Among the lines below, copy each one in which "output" appears.
Start of The data
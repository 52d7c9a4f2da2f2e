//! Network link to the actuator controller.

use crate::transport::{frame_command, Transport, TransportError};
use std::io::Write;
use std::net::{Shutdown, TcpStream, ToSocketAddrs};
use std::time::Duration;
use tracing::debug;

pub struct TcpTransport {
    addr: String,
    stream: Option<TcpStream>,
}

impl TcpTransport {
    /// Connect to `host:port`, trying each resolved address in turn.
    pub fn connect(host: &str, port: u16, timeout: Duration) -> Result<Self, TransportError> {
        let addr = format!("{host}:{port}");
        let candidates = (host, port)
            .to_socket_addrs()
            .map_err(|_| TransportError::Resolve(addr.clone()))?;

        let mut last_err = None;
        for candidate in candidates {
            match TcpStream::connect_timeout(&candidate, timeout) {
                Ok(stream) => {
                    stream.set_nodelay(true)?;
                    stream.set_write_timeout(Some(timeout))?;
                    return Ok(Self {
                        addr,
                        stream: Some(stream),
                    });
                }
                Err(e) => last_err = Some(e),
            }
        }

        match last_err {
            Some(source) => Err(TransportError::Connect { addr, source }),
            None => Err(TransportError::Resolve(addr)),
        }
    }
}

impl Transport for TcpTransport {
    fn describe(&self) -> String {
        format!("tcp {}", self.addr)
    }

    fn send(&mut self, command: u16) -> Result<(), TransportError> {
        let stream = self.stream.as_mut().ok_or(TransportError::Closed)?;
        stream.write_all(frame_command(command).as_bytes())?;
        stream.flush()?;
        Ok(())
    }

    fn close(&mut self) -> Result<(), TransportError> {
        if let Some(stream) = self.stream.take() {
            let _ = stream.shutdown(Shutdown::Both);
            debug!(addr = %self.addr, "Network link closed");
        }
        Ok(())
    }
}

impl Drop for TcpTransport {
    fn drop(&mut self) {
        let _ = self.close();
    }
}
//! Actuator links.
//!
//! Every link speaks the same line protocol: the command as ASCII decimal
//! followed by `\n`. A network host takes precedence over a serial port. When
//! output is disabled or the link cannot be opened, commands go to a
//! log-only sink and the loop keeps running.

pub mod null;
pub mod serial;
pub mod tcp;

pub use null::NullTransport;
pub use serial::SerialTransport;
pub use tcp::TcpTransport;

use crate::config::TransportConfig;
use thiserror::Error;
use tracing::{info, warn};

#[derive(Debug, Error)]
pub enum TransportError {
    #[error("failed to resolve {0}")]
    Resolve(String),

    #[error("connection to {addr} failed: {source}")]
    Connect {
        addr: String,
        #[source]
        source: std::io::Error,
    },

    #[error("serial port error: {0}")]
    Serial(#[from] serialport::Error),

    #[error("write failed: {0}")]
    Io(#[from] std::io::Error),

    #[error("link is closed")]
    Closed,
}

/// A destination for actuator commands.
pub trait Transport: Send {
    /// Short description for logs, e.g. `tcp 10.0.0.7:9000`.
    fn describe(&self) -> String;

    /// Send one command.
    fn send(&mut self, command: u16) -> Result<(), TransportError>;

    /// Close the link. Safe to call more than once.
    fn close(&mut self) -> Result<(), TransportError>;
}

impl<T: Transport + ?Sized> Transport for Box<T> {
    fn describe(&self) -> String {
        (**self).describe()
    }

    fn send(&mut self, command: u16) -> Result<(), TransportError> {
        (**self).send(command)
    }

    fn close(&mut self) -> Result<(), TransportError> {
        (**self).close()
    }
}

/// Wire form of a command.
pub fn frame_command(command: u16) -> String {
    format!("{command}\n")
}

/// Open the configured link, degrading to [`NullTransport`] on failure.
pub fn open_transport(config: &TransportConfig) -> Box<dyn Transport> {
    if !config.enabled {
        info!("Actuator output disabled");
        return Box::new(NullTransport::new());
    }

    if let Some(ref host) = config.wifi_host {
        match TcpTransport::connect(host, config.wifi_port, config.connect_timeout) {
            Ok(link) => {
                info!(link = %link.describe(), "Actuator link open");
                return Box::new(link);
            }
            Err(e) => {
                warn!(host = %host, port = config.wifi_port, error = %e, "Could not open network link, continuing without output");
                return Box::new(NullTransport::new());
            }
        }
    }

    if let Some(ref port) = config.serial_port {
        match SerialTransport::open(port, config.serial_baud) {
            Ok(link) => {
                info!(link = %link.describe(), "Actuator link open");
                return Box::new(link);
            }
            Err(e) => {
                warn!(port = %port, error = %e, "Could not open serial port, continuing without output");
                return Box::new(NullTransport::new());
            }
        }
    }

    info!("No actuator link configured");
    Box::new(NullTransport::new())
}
End of The data
▸ Answer to this task
//! output is disabled or the link cannot be opened, commands go to a
        info!("Actuator output disabled");
                warn!(host = %host, port = config.wifi_port, error = %e, "Could not open network link, continuing without output");
                warn!(port = %port, error = %e, "Could not open serial port, continuing without output");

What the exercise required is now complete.